10. So far the additional issue, which was framed on
27.10.88 to the effect whether the L.Rs of defendant No. 2
are not personally liable of the amount claimed in the
suit, is concerned, onus to prove the said issue was on
the legal representatives of the said defendant. The
said legal representatives have not led any evidence and,
therefore, they have failed to establish the aforesaid
issue so framed. On the other hand, the bank has proved
Ex.P8, which is dated 6.10.1978 and which proves the
personal liability of the deceased defendant NO. 2 so far
the suit amount is concerned. The said document along
with Ex.PW2/1 and Ex.PW2/2 are not challenged by the
legal representatives of the said defendant No. 2 in
cross-examination and, therefore, the said documents
fasten liability not only on the said legal
representatives but also on the defendant No. 3, who also
has not challenged the said part of the evidence.
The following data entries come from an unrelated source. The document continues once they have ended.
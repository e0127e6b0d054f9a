//! Tokio-based chat server.
//!
//! `ChatServer` accepts TCP connections and gives each one a
//! [`ConnectionSession`](crate::connection::ConnectionSession) ticked on a
//! fixed interval by its own task on the shared worker pool.

use std::{net::SocketAddr, sync::Arc};

use tokio::{net::TcpListener, sync::oneshot};

use crate::{config::ServerConfig, router::CommandRouter};

/// Tokio-based server hosting chat sessions.
///
/// The server carries a typestate `S` indicating whether it is [`Unbound`]
/// (not yet bound to a TCP listener) or [`Bound`]. New servers start
/// `Unbound` and must call [`ChatServer::bind`] or
/// [`ChatServer::bind_listener`] before running. Each of the `workers`
/// accept loops hands connections to a session task; the server listens for
/// a shutdown signal and then stops accepting and cancels every session.
pub struct ChatServer<S = Unbound>
where
    S: ServerState,
{
    pub(crate) router: CommandRouter,
    pub(crate) config: ServerConfig,
    pub(crate) workers: usize,
    /// Channel used to notify when the server is ready.
    ///
    /// A `oneshot::Sender` can transmit only one readiness notification, so a
    /// new sender must be provided each time the server is started.
    pub(crate) ready_tx: Option<oneshot::Sender<()>>,
    /// Typestate tracking whether the server has been bound to a listener.
    pub(crate) state: S,
}

/// Marker indicating the server has not yet bound a listener.
#[derive(Debug, Clone, Copy, Default)]
pub struct Unbound;

/// Marker indicating the server is bound to a TCP listener.
#[derive(Debug, Clone)]
pub struct Bound {
    pub(crate) listener: Arc<TcpListener>,
}

/// Trait implemented by [`Unbound`] and [`Bound`] to model binding typestate.
pub trait ServerState: sealed::Sealed {
    /// Address of the bound listener, if any.
    fn local_addr(&self) -> Option<SocketAddr>;
}

mod sealed {
    //! Prevent external implementations of [`ServerState`].

    pub trait Sealed {}
    impl Sealed for super::Unbound {}
    impl Sealed for super::Bound {}
}

impl ServerState for Unbound {
    fn local_addr(&self) -> Option<SocketAddr> { None }
}

impl ServerState for Bound {
    fn local_addr(&self) -> Option<SocketAddr> { self.listener.local_addr().ok() }
}

mod builder;
pub mod error;
mod runtime;
mod session_task;

pub use error::ServerError;

#[cfg(test)]
pub(crate) mod test_util;
#![cfg(any(test, feature = "test-helpers"))]
//! Test-only helpers for shared test utilities.
//!
//! [`memory_pair`] builds an in-process [`Channel`] and the peer end used by
//! tests to play the client.

use std::{
    io,
    sync::{Arc, Mutex, MutexGuard, PoisonError},
};

use bytes::{Buf, BytesMut};
use tokio_util::codec::Decoder;

use crate::{
    channel::Channel,
    codec::MessageCodec,
    message::Message,
};

#[derive(Debug, Default)]
struct Shared {
    inbound: BytesMut,
    outbound: BytesMut,
    peer_closed: bool,
    shut_down: bool,
    write_limit: Option<usize>,
    block_next_write: bool,
}

fn lock(shared: &Mutex<Shared>) -> MutexGuard<'_, Shared> {
    shared.lock().unwrap_or_else(PoisonError::into_inner)
}

/// Server side of an in-memory connection.
#[derive(Debug, Clone)]
pub struct MemoryChannel {
    shared: Arc<Mutex<Shared>>,
}

/// Client side of an in-memory connection.
#[derive(Debug, Clone)]
pub struct MemoryPeer {
    shared: Arc<Mutex<Shared>>,
    codec: MessageCodec,
}

/// Create a connected channel and peer.
#[must_use]
pub fn memory_pair() -> (MemoryChannel, MemoryPeer) {
    let shared = Arc::new(Mutex::new(Shared::default()));
    (
        MemoryChannel {
            shared: Arc::clone(&shared),
        },
        MemoryPeer {
            shared,
            codec: MessageCodec::default(),
        },
    )
}

impl Channel for MemoryChannel {
    fn try_read(&mut self, buf: &mut [u8]) -> io::Result<usize> {
        let mut shared = lock(&self.shared);
        if shared.shut_down {
            return Err(io::ErrorKind::NotConnected.into());
        }
        if shared.inbound.is_empty() {
            return if shared.peer_closed {
                Ok(0)
            } else {
                Err(io::ErrorKind::WouldBlock.into())
            };
        }
        let n = buf.len().min(shared.inbound.len());
        buf[..n].copy_from_slice(&shared.inbound[..n]);
        shared.inbound.advance(n);
        Ok(n)
    }

    fn try_write(&mut self, buf: &[u8]) -> io::Result<usize> {
        let mut shared = lock(&self.shared);
        if shared.shut_down || shared.peer_closed {
            return Err(io::ErrorKind::BrokenPipe.into());
        }
        if shared.block_next_write {
            shared.block_next_write = false;
            return Err(io::ErrorKind::WouldBlock.into());
        }
        let n = shared.write_limit.map_or(buf.len(), |limit| limit.min(buf.len()));
        shared.outbound.extend_from_slice(&buf[..n]);
        shared.block_next_write = shared.write_limit.is_some();
        Ok(n)
    }

    fn shutdown(&mut self) -> io::Result<()> {
        lock(&self.shared).shut_down = true;
        Ok(())
    }
}

impl MemoryPeer {
    /// Queue `message` for the server to read.
    pub fn send(&self, message: &Message) {
        let mut shared = lock(&self.shared);
        // Encoding in a test helper only fails for oversized fields.
        let _ = self.codec.encode_into(message, &mut shared.inbound);
    }

    /// Queue raw bytes for the server to read.
    pub fn send_raw(&self, bytes: &[u8]) { lock(&self.shared).inbound.extend_from_slice(bytes); }

    /// Close the client's write side.
    pub fn close(&self) { lock(&self.shared).peer_closed = true; }

    /// Everything the server has written so far, without consuming it.
    #[must_use]
    pub fn received(&self) -> Vec<u8> { lock(&self.shared).outbound.to_vec() }

    /// Decode and remove every complete message the server has written.
    ///
    /// # Panics
    ///
    /// Panics if the server wrote malformed frames.
    #[must_use]
    pub fn take_messages(&self) -> Vec<Message> {
        let mut shared = lock(&self.shared);
        let mut codec = self.codec.clone();
        let mut out = Vec::new();
        while let Some(message) = codec
            .decode(&mut shared.outbound)
            .unwrap_or_else(|err| panic!("server wrote a malformed frame: {err}"))
        {
            out.push(message);
        }
        out
    }

    /// Limit each write to `limit` bytes and block every other write.
    pub fn set_write_limit(&self, limit: Option<usize>) {
        let mut shared = lock(&self.shared);
        shared.write_limit = limit;
        shared.block_next_write = false;
    }

    /// Returns `true` once the server has shut the channel down.
    #[must_use]
    pub fn is_shut_down(&self) -> bool { lock(&self.shared).shut_down }
}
Accordingly, it is held that the said legal
representatives of defendant No. 2 are also personally
liable for repayment of the amount claimed in the suit by
the plaintiff bank.

11. It was also sought to be contended by the
counsel appearing for defendant No. 3 that defendant No. 3
was only a working Director of the company, on salary and
he did not execute any guarantee in his personal capacity
in favor of the plaintiff bank for any loans advanced to
defendant No. 1. I have considered the said submission of
the counsel for defendant No. 3 also. The said defendant
has stated in his examination-in-chief that he, in his
official capacity, signed several documents on behalf of
defendant No. 1 but he did not sign any guarantee for
re-payment of the loan. A suggestion was given to the
said witness/defendant No. 3, in his cross-examination, by
the counsel appearing for the plaintiff bank, which was
denied by him stating that he had not signed the
guarantee and had not undertaken the obligation for
re-payment of the loan. However, it is already pointed
out from the contents of Ex.P-8, authenticity of which is
not denied by the said defendant No. 3, that the said
defendant No. 3 was also a co-guarantor.

12. In that view of the matter and on the basis of
evidence on record, both oral and documentary, I hold
that the plaintiff has been able to prove its case to the
hilt and that the plaintiff is entitled to a decree for
recovery of the amount, as sought for by the plaintiff.
Apart from defendant No. 1 and defendant No. 4 legal
representatives of deceased defendant No. 2 and the
defendant No. 3 are also personally liable for re-payment
of the aforesaid loan amount and, therefore, a decree is
passed for recovery of an amount of Rs. 2,04,303.59 in
favor of the plaintiff and as against all the defendants
jointly and severally. In addition, the plaintiff shall
also be entitled to payment of interest @ 9% p.a. from
the date of institution of the suit till the date of
realisation along with a cost, which is assessed at
Rs. 5,000/-. Decree be drawn accordingly.